U.S. Trade Representative Robert Lighthizer said he supports the president’s action.

“The initial tariffs that the president asked us to put in place were proportionate and responsive to forced technology transfer and intellectual property theft by the Chinese,” Lighthizer said. “It is very unfortunate that instead of eliminating these unfair trading practices China said that it intends to impose unjustified tariffs targeting U.S. workers, farmers, ranchers, and businesses. At the President’s direction, USTR is preparing the proposed tariffs to offset China’s action.”

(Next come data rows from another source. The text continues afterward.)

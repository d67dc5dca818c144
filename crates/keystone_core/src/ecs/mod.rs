//! # Entity Component System
//!
//! Handle-addressed storage for game objects and their components.
//!
//! ## Design Philosophy
//!
//! - A [`Handle`] is a packed 64-bit word: index, version, layer, flags
//! - Stale handles never resolve, the version changes on every reuse
//! - Components are stored in dense arrays for cache efficiency
//! - Removal is deferred to the end of the frame

mod alias;
mod block_storage;
mod component;
mod entity;
mod generator;
mod handle;
mod index_map;
mod storage;
mod world;

pub use alias::AliasTable;
pub use block_storage::{BlockStorage, SlotLocation};
pub use component::{Component, Transform, MAX_COMPONENT_TYPES};
pub use entity::{Entity, EntityInfo};
pub use generator::HandleGenerator;
pub use handle::Handle;
pub use index_map::IndexMap;
pub use storage::{ComponentStorage, DenseStorage};
pub use world::{SweepStats, World};
//! # Component System
//!
//! Components are data attached to entities. Each component type is
//! registered at compile time with a small numeric ID, which selects its
//! table in the [`World`](super::World) and its bit in the entity's
//! component mask.

use bytemuck::{Pod, Zeroable};

/// Number of distinct component types a world can hold.
pub const MAX_COMPONENT_TYPES: usize = 64;

/// Marker trait for user components.
///
/// # Example
///
/// ```rust
/// use keystone_core::Component;
///
/// struct PointLight {
///     radius: f32,
/// }
///
/// impl Component for PointLight {
///     const ID: u8 = 3;
/// }
/// ```
pub trait Component: 'static {
    /// Unique identifier for this component type (0-63).
    ///
    /// This ID is used for the component bitmask in entities.
    const ID: u8;
}

/// Transform attached to every entity.
///
/// Position, rotation quaternion (x, y, z, w) and per-axis scale, laid
/// out without padding so the dense transform view can be uploaded as-is.
#[derive(Clone, Copy, Debug, PartialEq, Pod, Zeroable)]
#[repr(C)]
pub struct Transform {
    /// Position in parent space.
    pub position: [f32; 3],
    /// Rotation quaternion, `w` last.
    pub rotation: [f32; 4],
    /// Scale per axis.
    pub scale: [f32; 3],
}

impl Transform {
    /// The identity transform.
    pub const IDENTITY: Self = Self {
        position: [0.0; 3],
        rotation: [0.0, 0.0, 0.0, 1.0],
        scale: [1.0; 3],
    };

    /// Creates an identity-rotated, unit-scaled transform at a position.
    #[inline]
    #[must_use]
    pub const fn from_position(x: f32, y: f32, z: f32) -> Self {
        Self {
            position: [x, y, z],
            ..Self::IDENTITY
        }
    }

    /// Moves the transform by an offset.
    #[inline]
    pub fn translate(&mut self, offset: [f32; 3]) {
        for (axis, delta) in self.position.iter_mut().zip(offset) {
            *axis += delta;
        }
    }
}

impl Default for Transform {
    fn default() -> Self {
        Self::IDENTITY
    }
}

China’s list of targeted items includes the following U.S. exports: soybeans, beef, cotton, corn, ethanol, distillers’ dried grains, grain sorghum, wheat, cranberries, orange juice, tobacco, whisky, pork, poultry, rice, dairy products and a variety of fruits, vegetables and tree nuts.

The list covers nearly 90 percent of all U.S. agricultural exports to China.

Trump said previously the tariffs on Chinese goods are the result of an investigation in-to China’s use of data and intellectual property from U.S. businesses.